Hacia mediados de la década de los ochenta se puede afirmar que la guerrilla en Guatemala acabó como movimiento armado, sus opciones para hacerse del poder como había sucedido en Cuba, Nicaragua o como realmente estaba disputándose en El Salvador era ya un sueño fallido, un reguero de fallecidos y tremendas perdidas económicas para el país fue su única y necrófila herencia.

Pero a diferencia de sus homólogos en todo el mundo, que se convirtieron desde la clandestinidad en verdaderos oponentes al poder, en Guatemala la guerrilla prontamente mutó en un movimiento de cientos de oenegés que proliferaron gracias a la situación que ellos mismos habían ayudado a crear.

La izquierda guatemalteca en menos de 10 años ya daba cátedra de cómo impactar por medio de la lástima y desarrollar grupos de presión y cabildeo (lobbies) en parlamentos internacionales e instituciones multilaterales, el ejemplo más significante de esto fue el otorgamiento del Premio Nobel de la Paz en 1992. De repente, los revolucionarios profesionales se convirtieron en las voces autorizadas de la “gran tragedia de la represión y genocidio”, estos profesionales usaron a la perfección las fotografías de niños indígenas devanándose en la pobreza, y luego de mujeres que luchaban contra el patriarcado “ladinocéntricocapitalista”, en fin, se podían contar ya por miles activistas y militantes para inicios del presente siglo.

Refugiados guatemaltecos en Tzizcao, Chiapas. Noviembre, 1982. 📷 Ulf Aneer

Estos tecnócratas se lograron ubicar muy bien en los gobiernos de Alfonso Portillo y de Álvaro Colom, de ahí que de las raídas playeras pasaron a los trajes hechos a la medida, con carros y chofer exclusivos, descubrieron que el discurso finalmente era redituable y entre finales del siglo pasado y principios del actual estos intelectuales de izquierda se hicieron diestros en dos cosas: pedir dinero y recrear narrativas victimistas, para ellos el mundo, la derecha, los conservadores y hasta la ciencia conspiran para acabar con ellos y su luz perpetua de sabiduría ancestral.

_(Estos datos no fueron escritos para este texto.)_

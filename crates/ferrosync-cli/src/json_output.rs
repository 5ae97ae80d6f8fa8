//! JSON output structures for the ferrosync CLI

use ferrosync_sync::SyncResult;
use serde::Serialize;

/// Complete JSON output of a `sync` or `run` invocation
#[derive(Debug, Serialize)]
pub struct RunReport {
    /// ferrosync version
    pub version: String,
    /// Local root
    pub local_dir: String,
    /// Remote root
    pub remote_dir: String,
    /// One entry per server, in sync order
    pub servers: Vec<ServerReport>,
}

/// Outcome for one server
#[derive(Debug, Serialize)]
pub struct ServerReport {
    /// Server host
    pub host: String,
    /// Result when the pass got past the connection step
    #[serde(skip_serializing_if = "Option::is_none")]
    pub result: Option<SyncResult>,
    /// Fatal error otherwise
    #[serde(skip_serializing_if = "Option::is_none")]
    pub error: Option<String>,
}

impl RunReport {
    /// Create an empty report
    pub fn new(local_dir: impl Into<String>, remote_dir: impl Into<String>) -> Self {
        Self {
            version: env!("CARGO_PKG_VERSION").to_string(),
            local_dir: local_dir.into(),
            remote_dir: remote_dir.into(),
            servers: Vec::new(),
        }
    }

    /// Number of servers that failed before producing a result
    pub fn failed_servers(&self) -> usize {
        self.servers.iter().filter(|s| s.error.is_some()).count()
    }

    /// Render as pretty-printed JSON
    pub fn to_json(&self) -> serde_json::Result<String> {
        serde_json::to_string_pretty(self)
    }
}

Semilla es la heredera de la casta oenegera de los ochenta y noventa, aquellos que se hicieron ricos y famosos en las reuniones del Parlamento Europeo, en las charlas en universidades e iglesias en el primer mundo. Nada más sintomático de esto es cuando en menos de un mes de haber tomado posesión diputados y ministros comienzan presurosos a promover la agenda inclusiva, a pintar de colores woke por donde pasan y sobre todo han regresado a las extensas y muy ocupadas giras donde imploran ayuda con las rodilleras bien puestas.

La ventaja competitiva de la izquierda sigue siendo la población indígena, esos 48 Cantones y sus homólogos en las alcaldías indígenas (culturalistas) sirven mucho para dar color a la descolorida vida de la izquierda, y vaya si el nuevo embajador imperialista lo sabe bien, que en pocos días ha inundado su Instagram con fotos de los muy llamativos güipiles de Guatemala, un baño de etnicismo cae muy bien antes de firmar los cheques para mantener viva la organización tradicional que ya no vive con el dinero de los asociados sino de la lastima norteamericana y europea.

A ¡Qué semilleros tan predecibles! De repente los periodistas y analistas “conscientes y activistas” dejaron a un lado su muy correcta crítica y como por arte de magia se convierten en aduladores que dan consejos para una buena gobernanza, y hasta elogiando el vestir de la primera dama, y sobre todo apresurando al hijo del presidente de la Revolución para acabar de una vez con la malvada Fiscal, todo esto para que se les pueda dejar gobernar a su sabor y antojo sin que penda una pesada espada de Damocles sobre sus inocentes cabezas.

Las oenegés son la expresión del mercantilismo político, o sea, son pequeñas, medianas y hasta grandes empresas al servicio de políticos ambiciosos que han mostrado que están prestos de hacerse con el poder, no hay diferencia entre estos y otros empresarios amiguetes e incluso algunos grandes narcos, todos buscan ampararse en el Estado para depredarlo y hacerse con la tan ansiada impunidad.